光秀のファンになったのは最近である。昭和六年私は、父の勤務地樺太(現サハリン)の製紙会社の社宅で生れた。敷香(現ポロナイスク)で中学二年の時に終戦、三年後に日本に帰った。

落ち着いたのは岐阜県中津川市、隣が光秀ゆかりの明智町。今は退職して高槻市に住んでいるが、隣が山崎、光秀最後の地だ、ここに大山崎山荘がある。

梅雨時、庭園の四阿で紫陽花をみながら、光秀の逃避行を思い何時しかファンとなった。戦前の国史で、彼は主君を弑逆した悪人と教わり、ああそうですか、で終っていた。戦後は自由な歴史観から、新たな光秀像が個性豊かに、歴史に文学に登場して来た。彼が出たといわれる恵那地方は、中央アルプス南端の秀峰、恵那山を北に仰ぎ、山裾を覆う豊かな森林が途絶えるあたりから、なだらかな丘陵と沃野が広がり中央に清流明智川を抱く山紫水明の地。詩情豊かな感性を育むには絶好であり、後年歌をよくした彼のセンスはここで芽生えたに違いない。この地には、光秀の母於牧の方の墓があり、毎年五月「光秀まつり」が催され、わが町出身の名将を偲んでいる。

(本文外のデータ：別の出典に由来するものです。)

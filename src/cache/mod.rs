//! Process-wide caches for resolved recipes and discovered paths.
//!
//! The build orchestrator resolves many recipes during a single run (for
//! instance while walking a dependency graph), frequently hitting the same
//! sources, so resolution results and path-discovery answers are cached
//! for the life of the process. Both caches are unbounded and never
//! evicted; an explicit [`RecipeCache::invalidate`] entry point exists for
//! callers that change the world underneath them (tests, mostly).
//!
//! The cache is an explicit service injected into the resolution pipeline,
//! not ambient global state. Concurrent lookups use `DashMap` for
//! lock-free access; in addition, a per-key lock map guarantees at most
//! one in-flight resolution per cache key, so concurrent requests for the
//! same source either share the cached result or serialize behind the
//! single resolution, while requests for different keys proceed
//! independently.
//!
//! Cache hits hand out deep copies: every recipe a caller receives is
//! independently mutable, and a failed resolution never leaves a partial
//! entry behind.

use std::path::PathBuf;
use std::sync::{Arc, Mutex};

use dashmap::DashMap;
use tracing::debug;

use crate::pipeline::ResolvedRecipe;

/// Key of one resolution request.
#[derive(Debug, Clone, PartialEq, Eq, Hash)]
pub struct CacheKey {
    /// Canonical rendering of the source (path, or the literal text).
    pub source: String,
    /// Whether validation was requested.
    pub validate: bool,
    /// Whether the hidden flag was set.
    pub hidden: bool,
    /// Whether only parsing was requested.
    pub parse_only: bool,
}

/// The process-wide cache service.
#[derive(Default)]
pub struct RecipeCache {
    /// Resolution results by request key.
    recipes: DashMap<CacheKey, Vec<ResolvedRecipe>>,
    /// Per-key locks serializing in-flight resolutions.
    in_flight: DashMap<CacheKey, Arc<Mutex<()>>>,
    /// Discovered recipe paths by (name, full version).
    paths: DashMap<(String, String), PathBuf>,
}

impl RecipeCache {
    /// Creates an empty cache service.
    #[must_use]
    pub fn new() -> Self {
        Self::default()
    }

    /// A deep copy of the cached resolution result, if any.
    #[must_use]
    pub fn get_recipes(&self, key: &CacheKey) -> Option<Vec<ResolvedRecipe>> {
        self.recipes.get(key).map(|entry| {
            debug!("recipe cache hit for {}", key.source);
            entry.value().clone()
        })
    }

    /// Stores a resolution result.
    pub fn insert_recipes(&self, key: CacheKey, recipes: Vec<ResolvedRecipe>) {
        self.recipes.insert(key, recipes);
    }

    /// The lock serializing in-flight resolutions for a key.
    ///
    /// Callers lock it, re-check the cache, and resolve only on a second
    /// miss, so a key is resolved at most once at a time.
    #[must_use]
    pub fn flight_lock(&self, key: &CacheKey) -> Arc<Mutex<()>> {
        self.in_flight.entry(key.clone()).or_default().clone()
    }

    /// The cached discovery answer for a (name, full version) pair.
    #[must_use]
    pub fn get_path(&self, name: &str, version: &str) -> Option<PathBuf> {
        self.paths.get(&(name.to_string(), version.to_string())).map(|entry| {
            debug!("obtained recipe path from cache for {name}-{version}");
            entry.value().clone()
        })
    }

    /// Stores a discovery answer.
    pub fn insert_path(&self, name: &str, version: &str, path: PathBuf) {
        self.paths.insert((name.to_string(), version.to_string()), path);
    }

    /// Drops every cached entry.
    pub fn invalidate(&self) {
        self.recipes.clear();
        self.in_flight.clear();
        self.paths.clear();
    }
}

#[cfg(test)]
mod tests {
    use super::*;

    fn key(source: &str) -> CacheKey {
        CacheKey {
            source: source.to_string(),
            validate: true,
            hidden: false,
            parse_only: false,
        }
    }

    #[test]
    fn test_path_cache_roundtrip() {
        let cache = RecipeCache::new();
        assert!(cache.get_path("GCC", "4.8.2").is_none());
        cache.insert_path("GCC", "4.8.2", PathBuf::from("/cfg/GCC/4.8.2.mf"));
        assert_eq!(cache.get_path("GCC", "4.8.2").unwrap(), PathBuf::from("/cfg/GCC/4.8.2.mf"));
        cache.invalidate();
        assert!(cache.get_path("GCC", "4.8.2").is_none());
    }

    #[test]
    fn test_flight_lock_is_shared_per_key() {
        let cache = RecipeCache::new();
        let a = cache.flight_lock(&key("one"));
        let b = cache.flight_lock(&key("one"));
        let c = cache.flight_lock(&key("two"));
        assert!(Arc::ptr_eq(&a, &b));
        assert!(!Arc::ptr_eq(&a, &c));
    }

    #[test]
    fn test_keys_distinguish_flags() {
        let plain = key("src");
        let hidden = CacheKey { hidden: true, ..plain.clone() };
        let cache = RecipeCache::new();
        cache.insert_recipes(plain.clone(), Vec::new());
        assert!(cache.get_recipes(&plain).is_some());
        assert!(cache.get_recipes(&hidden).is_none());
    }
}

ついでながら、すぐそばの岩村藩からは碩学佐藤一斎が出ている。閑話休題。

通説では光秀は美濃源氏の支族で、幼時に父を失ったため叔父の明智城主、光安入道宗宿に養われ元服して十兵衛光秀と名乗った。宗宿入道は、斎藤道三と子の義竜との合戦で道三とともに敗死するが、その時光秀にわが子光俊と甥の光恵を託し、明智家再興を頼んだ。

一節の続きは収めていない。